Those lines of the data that hold the word "usize" are to be copied out.

## [Provided material]

§ §

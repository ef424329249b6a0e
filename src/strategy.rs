//! Per-problem strategy (component H): the FIFO request queue and
//! append-only evaluation history that sits between the distributed
//! scheduler (component I) and the MO-ASMO epoch driver (component G).
//! Grounded in `dmosopt.dmosopt.OptStrategy`/`anyclose`.

use std::collections::VecDeque;

use derive_builder::Builder;
use ndarray::{Array1, Array2, Axis, stack};

use crate::error::{ConfigError, ShapeError, StrategyError};
use crate::moasmo::{self, EpochResult};
use crate::nsga2::Nsga2Config;
use crate::random::StdRandomGenerator;
use crate::sampling::InitialMethod;
use crate::space::ParameterSpace;
use crate::surrogate::SurrogateOptions;
use crate::termination::{DefaultTermination, Termination, TerminationConfig};

/// A structured feature record: `(name, value)` pairs keyed by the
/// problem's declared `feature_dtypes` names.
pub type FeatureRecord = Vec<(String, f64)>;

/// One completed, persisted evaluation.
#[derive(Debug, Clone)]
pub struct EvaluationEntry {
    pub epoch: u64,
    pub x: Array1<f64>,
    pub y: Array1<f64>,
    pub f: Option<FeatureRecord>,
    pub c: Option<Array1<f64>>,
    pub y_pred: Option<Array1<f64>>,
}

/// A point awaiting real evaluation, with the surrogate's prediction (if
/// any) attached for comparison once it completes.
#[derive(Debug, Clone)]
pub struct EvaluationRequest {
    pub x: Array1<f64>,
    pub y_pred: Option<Array1<f64>>,
}

/// Per-problem knobs controlling both the initial sample and every
/// subsequent MO-ASMO epoch.
#[derive(Debug, Clone, Builder)]
#[builder(pattern = "owned")]
pub struct StrategyConfig {
    #[builder(default = "10")]
    pub n_initial: usize,
    #[builder(default = "5")]
    pub initial_maxiter: usize,
    #[builder(default = "InitialMethod::Glp")]
    pub initial_method: InitialMethod,
    #[builder(default = "100")]
    pub population_size: usize,
    #[builder(default = "100")]
    pub num_generations: usize,
    #[builder(default = "0.25")]
    pub resample_fraction: f64,
    #[builder(default = "0.9")]
    pub crossover_rate: f64,
    /// Defaults to `1 / dim` when left unset, matching
    /// `dmosopt.MOASMO.optimization`'s own default.
    #[builder(default = "None", setter(strip_option))]
    pub mutation_rate: Option<f64>,
    #[builder(default = "1.0")]
    pub di_crossover: f64,
    #[builder(default = "20.0")]
    pub di_mutation: f64,
    #[builder(default = "SurrogateOptions::default()")]
    pub surrogate_options: SurrogateOptions,
    #[builder(default = "TerminationConfig::default()")]
    pub termination_conditions: TerminationConfig,
}

impl StrategyConfig {
    fn validate(&self) -> Result<(), ConfigError> {
        if self.population_size == 0 {
            return Err(ConfigError::InvalidPopulationSize(self.population_size));
        }
        if !(self.resample_fraction > 0.0 && self.resample_fraction <= 1.0) {
            return Err(ConfigError::InvalidResampleFraction(self.resample_fraction));
        }
        Ok(())
    }

    fn nsga2_config(&self, dim: usize) -> Nsga2Config {
        Nsga2Config {
            pop: self.population_size,
            gen: self.num_generations,
            crossover_rate: self.crossover_rate,
            mutation_rate: self.mutation_rate.unwrap_or(1.0 / dim as f64),
            di_crossover: self.di_crossover,
            di_mutation: self.di_mutation,
        }
    }
}

/// `rtol = atol = 1e-4` row-wise closeness, matching
/// `dmosopt.dmosopt.anyclose`: `true` when `row` is within tolerance of any
/// row already in `existing`.
fn anyclose(row: &Array1<f64>, existing: &Array2<f64>) -> bool {
    const RTOL: f64 = 1e-4;
    const ATOL: f64 = 1e-4;
    existing.rows().into_iter().any(|candidate| {
        row.iter()
            .zip(candidate.iter())
            .all(|(&a, &b)| (a - b).abs() <= ATOL + RTOL * b.abs())
    })
}

/// Drives one problem's optimization: holds the append-only evaluation
/// history, the FIFO request queue, and the RNG used to seed initial
/// samples and each epoch's surrogate search.
pub struct PerProblemStrategy {
    space: ParameterSpace,
    n_objectives: usize,
    n_constraints: usize,
    config: StrategyConfig,
    history: Vec<EvaluationEntry>,
    pending: VecDeque<EvaluationRequest>,
    completed: Vec<EvaluationEntry>,
    next_epoch: u64,
    rng: StdRandomGenerator,
}

impl PerProblemStrategy {
    /// Creates a fresh strategy with an empty history, seeding the pending
    /// queue with `n_initial * dim` initial-sample requests.
    pub fn new(
        space: ParameterSpace,
        n_objectives: usize,
        n_constraints: usize,
        config: StrategyConfig,
        rng: StdRandomGenerator,
    ) -> Result<Self, StrategyError> {
        Self::new_from_history(space, n_objectives, n_constraints, config, Vec::new(), rng)
    }

    /// Creates a strategy seeded with persisted `history` (e.g. restored
    /// from storage). Initial-sample requests falling within `(rtol, atol)
    /// = (1e-4, 1e-4)` of an existing history entry are dropped
    /// (`anyclose`), matching a restart that resumes rather than
    /// re-samples.
    pub fn new_from_history(
        space: ParameterSpace,
        n_objectives: usize,
        n_constraints: usize,
        config: StrategyConfig,
        history: Vec<EvaluationEntry>,
        mut rng: StdRandomGenerator,
    ) -> Result<Self, StrategyError> {
        config.validate()?;

        let n_previous = history.len();
        let existing_x = if n_previous == 0 {
            Array2::<f64>::zeros((0, space.dim()))
        } else {
            let views: Vec<_> = history.iter().map(|e| e.x.view()).collect();
            stack(Axis(0), &views).map_err(|_| {
                StrategyError::Shape(ShapeError::ColumnMismatch {
                    expected: space.dim(),
                    actual: 0,
                })
            })?
        };

        let xinit = moasmo::initial_sample(
            &space,
            config.n_initial,
            n_previous,
            config.initial_maxiter,
            config.initial_method,
            &mut rng,
        );

        let mut pending = VecDeque::new();
        if let Some(xinit) = xinit {
            for row in xinit.rows() {
                let row = space.clamp_row(row);
                if n_previous == 0 || !anyclose(&row, &existing_x) {
                    pending.push_back(EvaluationRequest {
                        x: row,
                        y_pred: None,
                    });
                }
            }
        }

        Ok(Self {
            space,
            n_objectives,
            n_constraints,
            config,
            history,
            pending,
            completed: Vec::new(),
            next_epoch: 0,
            rng,
        })
    }

    /// Pops the next pending request, FIFO.
    pub fn get_next_request(&mut self) -> Option<EvaluationRequest> {
        self.pending.pop_front()
    }

    /// Records a completed evaluation against the current epoch. Verifies
    /// `x`/`y`/`c` shapes against the declared space/objectives/constraints;
    /// a mismatch is reported as an error and the entry is not recorded.
    pub fn complete_request(
        &mut self,
        x: Array1<f64>,
        y: Array1<f64>,
        f: Option<FeatureRecord>,
        c: Option<Array1<f64>>,
        y_pred: Option<Array1<f64>>,
    ) -> Result<(), StrategyError> {
        if x.len() != self.space.dim() {
            return Err(StrategyError::Shape(ShapeError::ColumnMismatch {
                expected: self.space.dim(),
                actual: x.len(),
            }));
        }
        if y.len() != self.n_objectives {
            return Err(StrategyError::Shape(ShapeError::ColumnMismatch {
                expected: self.n_objectives,
                actual: y.len(),
            }));
        }
        if let Some(c) = &c {
            if c.len() != self.n_constraints {
                return Err(StrategyError::Shape(ShapeError::ColumnMismatch {
                    expected: self.n_constraints,
                    actual: c.len(),
                }));
            }
        }

        self.completed.push(EvaluationEntry {
            epoch: self.next_epoch,
            x,
            y,
            f,
            c,
            y_pred,
        });
        Ok(())
    }

    /// Integrates every completed entry into history, then runs one
    /// MO-ASMO epoch (component G) and enqueues its resample set as the
    /// next batch of pending requests.
    pub fn step(&mut self) -> Result<Option<EpochResult>, StrategyError> {
        if !self.completed.is_empty() {
            self.history.append(&mut self.completed);
        }
        self.next_epoch += 1;

        if self.history.is_empty() {
            return Ok(None);
        }

        let x_views: Vec<_> = self.history.iter().map(|e| e.x.view()).collect();
        let y_views: Vec<_> = self.history.iter().map(|e| e.y.view()).collect();
        let x = stack(Axis(0), &x_views).expect("history rows share dim");
        let y = stack(Axis(0), &y_views).expect("history rows share n_objectives");

        let nsga2_config = self.config.nsga2_config(self.space.dim());
        let mut termination = DefaultTermination::new(self.config.termination_conditions.clone());

        let result = moasmo::epoch(
            &self.space,
            x.view(),
            y.view(),
            &nsga2_config,
            self.config.resample_fraction,
            &self.config.surrogate_options,
            None,
            Some(&mut termination as &mut dyn Termination),
            &mut self.rng,
        )?;

        for (row, pred) in result.x_resample.rows().into_iter().zip(result.y_resample.rows()) {
            self.pending.push_back(EvaluationRequest {
                x: self.space.clamp_row(row),
                y_pred: Some(pred.to_owned()),
            });
        }

        Ok(Some(result))
    }

    /// The rank-0 subset of history, optionally filtered to feasible
    /// entries (`c_i > 0` in every component).
    pub fn get_best_evals(&self, feasible_only: bool) -> (Array2<f64>, Array2<f64>) {
        if self.history.is_empty() {
            return (
                Array2::zeros((0, self.space.dim())),
                Array2::zeros((0, self.n_objectives)),
            );
        }

        let rows: Vec<&EvaluationEntry> = self
            .history
            .iter()
            .filter(|e| {
                if !feasible_only {
                    return true;
                }
                match &e.c {
                    Some(c) => c.iter().all(|&v| v > 0.0),
                    None => true,
                }
            })
            .collect();

        if rows.is_empty() {
            return (
                Array2::zeros((0, self.space.dim())),
                Array2::zeros((0, self.n_objectives)),
            );
        }

        let x_views: Vec<_> = rows.iter().map(|e| e.x.view()).collect();
        let y_views: Vec<_> = rows.iter().map(|e| e.y.view()).collect();
        let x = stack(Axis(0), &x_views).expect("filtered rows share dim");
        let y = stack(Axis(0), &y_views).expect("filtered rows share n_objectives");

        let (best_x, best_y, _) = moasmo::get_best(x.view(), y.view(), None);
        (best_x, best_y)
    }

    /// The full accumulated `(x, y)` history, optionally including
    /// features.
    pub fn get_evals(&self) -> (Array2<f64>, Array2<f64>) {
        if self.history.is_empty() {
            return (
                Array2::zeros((0, self.space.dim())),
                Array2::zeros((0, self.n_objectives)),
            );
        }
        let x_views: Vec<_> = self.history.iter().map(|e| e.x.view()).collect();
        let y_views: Vec<_> = self.history.iter().map(|e| e.y.view()).collect();
        (
            stack(Axis(0), &x_views).expect("history rows share dim"),
            stack(Axis(0), &y_views).expect("history rows share n_objectives"),
        )
    }

    pub fn history(&self) -> &[EvaluationEntry] {
        &self.history
    }

    /// Entries reported via `complete_request` since the last `step()`, not
    /// yet folded into `history`. The scheduler persists these and computes
    /// surrogate MAE from them before calling `step()`.
    pub fn completed(&self) -> &[EvaluationEntry] {
        &self.completed
    }

    /// `true` while at least one request is still queued, i.e. the epoch
    /// cannot close yet.
    pub fn has_pending(&self) -> bool {
        !self.pending.is_empty()
    }

    pub fn space(&self) -> &ParameterSpace {
        &self.space
    }
}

§ §

## [Output of the task]
    pub n_initial: usize,
    pub initial_maxiter: usize,
    pub population_size: usize,
    pub num_generations: usize,
    fn nsga2_config(&self, dim: usize) -> Nsga2Config {
    n_objectives: usize,
    n_constraints: usize,
        n_objectives: usize,
        n_constraints: usize,
        n_objectives: usize,
        n_constraints: usize,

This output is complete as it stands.